The complaint alleges generally that plaintiff is a corporation, operating a clinic and hospital in Milan, Ripley County, Indiana, and that Wm. M. Carpenter was the Trustee of Randolph Township, Ohio County, Indiana; that on the 27th day of March, 1937, Ernest Casteltine and Glenn Goodpasture, while traveling by motorcycle on the public highway, within the territorial boundaries of Randolph Township, Ohio County, Indiana, were involved in an accident and sustained severe injuries thereby; that they were rendered unconscious and were unable to care for themselves thereby and that they were removed to the hospital of plaintiff on said day immediately following the accident; that medical and surgical treatment was administered to said boys but that one of them died from said injuries within a few hours after reaching said hospital; that the other one remained in an unconscious condition for 22 days in said hospital, and that during all of that time plaintiff furnished medical and surgical services together with the services of a special nurse, and that such services, care, attention and drugs were necessary to save the life of said Goodpasture. That said boys by reason of their condition were unable to communicate with friends or relatives and that plaintiff endeavored to communicate with the defendant Trustee but was unable to do so. That the condition of said boys was such as required the surgical and medical attention to save their lives and that the life of said Goodpasture was so saved. *439 That said Casteltine and Goodpasture at the time of the accident and at the time of entrance into the hospital were without money, means or property;' that immediately following the reception of said boys at plaintiff hospital, plaintiff notified defendant Trustee of the circumstances and death of said Casteltine and that the condition of Goodpasture required constant medical attention, nursing and medicine, but that said Trustee ignored the communication and refused to provide any medical attention for either of said boys; that notwithstanding such refusal plaintiff continued to treat said Goodpasture until the 22nd day of April, when he was removed from said hospital in an unconscious condition.

That at the time said boys were brought to the hospital, after an examination, plaintiff knew that to save the life of either of said boys it was necessary to render prompt medical assistance and that such services were so rendered; that at said time plaintiff knew said boys were paupers, but believing Randolph Township was liable therefor, rendered the services under the emergency existing upon the credit of said Township, and that upon demand for payment for such services has been refused by said Township.

Appellees contend that the laws of the State of Indiana do not provide for a recovery under the facts stated in the complaint.
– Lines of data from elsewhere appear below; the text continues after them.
//! Syntax highlighting for fenced code blocks

use pulldown_cmark::{CodeBlockKind, CowStr, Event, Tag, TagEnd};
use syntect::html::{ClassStyle, ClassedHTMLGenerator};
use syntect::parsing::{SyntaxReference, SyntaxSet};
use syntect::util::LinesWithEndings;

use super::{html_escape, EventStage};

/// Prefix for highlight classes, e.g. `hljs-keyword`, `hljs-string`
pub const CLASS_PREFIX: &str = "hljs-";

/// Code highlighter emitting class-based spans
pub struct Highlighter {
    syntax_set: SyntaxSet,
}

impl Highlighter {
    pub fn new() -> Self {
        Self {
            syntax_set: SyntaxSet::load_defaults_newlines(),
        }
    }

    /// Highlight a code block. Unknown or missing languages are escaped and
    /// passed through without highlighting.
    pub fn highlight(&self, code: &str, lang: Option<&str>) -> String {
        let Some(lang) = lang else {
            return plain_block(code, None);
        };

        let Some(syntax) = self.find_syntax(lang) else {
            tracing::debug!("No syntax for language {:?}, leaving unhighlighted", lang);
            return plain_block(code, Some(lang));
        };

        let mut generator = ClassedHTMLGenerator::new_with_class_style(
            syntax,
            &self.syntax_set,
            ClassStyle::SpacedPrefixed {
                prefix: CLASS_PREFIX,
            },
        );
        for line in LinesWithEndings::from(code) {
            if let Err(e) = generator.parse_html_for_line_which_includes_newline(line) {
                tracing::warn!("Highlighting {} failed: {}", lang, e);
                return plain_block(code, Some(lang));
            }
        }

        format!(
            r#"<pre><code class="hljs language-{}">{}</code></pre>"#,
            html_escape(lang),
            generator.finalize()
        )
    }

    fn find_syntax(&self, lang: &str) -> Option<&SyntaxReference> {
        let lang = lang.to_ascii_lowercase();
        let token = match lang.as_str() {
            "jsx" => "js",
            "shell" | "console" => "sh",
            "md" => "markdown",
            other => other,
        };
        self.syntax_set
            .find_syntax_by_token(token)
            .filter(|syntax| syntax.name != "Plain Text")
    }
}

impl Default for Highlighter {
    fn default() -> Self {
        Self::new()
    }
}

impl EventStage for Highlighter {
    fn name(&self) -> &'static str {
        "highlight"
    }

    fn apply<'a>(&self, events: Vec<Event<'a>>) -> Vec<Event<'a>> {
        let mut out = Vec::with_capacity(events.len());
        // language and accumulated text of the code block being read
        let mut block: Option<(Option<String>, String)> = None;

        for event in events {
            match event {
                Event::Start(Tag::CodeBlock(kind)) => {
                    let lang = match kind {
                        CodeBlockKind::Fenced(info) => {
                            info.split_whitespace().next().map(str::to_string)
                        }
                        CodeBlockKind::Indented => None,
                    };
                    block = Some((lang, String::new()));
                }
                Event::End(TagEnd::CodeBlock) => {
                    if let Some((lang, code)) = block.take() {
                        let highlighted = self.highlight(&code, lang.as_deref());
                        out.push(Event::Html(CowStr::from(highlighted)));
                    }
                }
                Event::Text(text) if block.is_some() => {
                    if let Some((_, code)) = block.as_mut() {
                        code.push_str(&text);
                    }
                }
                other => out.push(other),
            }
        }

        out
    }
}

fn plain_block(code: &str, lang: Option<&str>) -> String {
    let class = lang
        .map(|l| format!(r#" class="language-{}""#, html_escape(l)))
        .unwrap_or_default();
    format!("<pre><code{}>{}</code></pre>", class, html_escape(code))
}

#[cfg(test)]
mod tests {
    use super::*;
    use pulldown_cmark::Parser;

    #[test]
    fn test_highlight_javascript() {
        let highlighter = Highlighter::new();
        let html = highlighter.highlight("// note\nconst x = \"s\";\n", Some("js"));
        assert!(html.starts_with(r#"<pre><code class="hljs language-js">"#));
        assert!(html.contains("hljs-comment"));
        assert!(html.contains("hljs-string"));
        assert!(html.ends_with("</code></pre>"));
    }

    #[test]
    fn test_language_aliases() {
        let highlighter = Highlighter::new();
        assert!(highlighter.find_syntax("jsx").is_some());
        assert!(highlighter.find_syntax("shell").is_some());
        assert!(highlighter.find_syntax("md").is_some());
        assert!(highlighter.find_syntax("CSS").is_some());
    }

    #[test]
    fn test_unknown_language_passes_through() {
        let highlighter = Highlighter::new();
        let html = highlighter.highlight("a < b", Some("unknown_lang_xyz"));
        assert_eq!(
            html,
            r#"<pre><code class="language-unknown_lang_xyz">a &lt; b</code></pre>"#
        );
    }

    #[test]
    fn test_no_language() {
        let highlighter = Highlighter::new();
        let html = highlighter.highlight("<b>plain</b>\n", None);
        assert_eq!(html, "<pre><code>&lt;b&gt;plain&lt;/b&gt;\n</code></pre>");
    }

    #[test]
    fn test_stage_replaces_code_blocks() {
        let highlighter = Highlighter::new();
        let events: Vec<Event> =
            Parser::new("before\n\n```css title=x\na { color: red; }\n```\n\nafter").collect();
        let events = highlighter.apply(events);

        let html_events: Vec<_> = events
            .iter()
            .filter_map(|e| match e {
                Event::Html(html) => Some(html.to_string()),
                _ => None,
            })
            .collect();
        assert_eq!(html_events.len(), 1);
        assert!(html_events[0].contains("language-css"));
        assert!(!events
            .iter()
            .any(|e| matches!(e, Event::Start(Tag::CodeBlock(_)))));
        assert!(events
            .iter()
            .any(|e| matches!(e, Event::Text(t) if t.as_ref() == "after")));
    }

    #[test]
    fn test_indented_code_is_escaped() {
        let highlighter = Highlighter::new();
        let events: Vec<Event> = Parser::new("    <script>x</script>\n").collect();
        let events = highlighter.apply(events);
        assert!(matches!(
            &events[0],
            Event::Html(html) if html.as_ref() == "<pre><code>&lt;script&gt;x&lt;/script&gt;\n</code></pre>"
        ));
    }
}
That the complaint does not allege any complaint was made to the Trustee relative to the needs of the boys named in the complaint; that the complaint does not state the boys had a legal settlement in Randolph Township, and that the statute for relief of the poor pertains to residents of the township only, and that the services were not rendered in said Randolph Township, and that the Township Trustee could not authorize medical treatment for paupers having no legal settlement in his township, *440 and that no services were authorized by the Township Trustee to be rendered.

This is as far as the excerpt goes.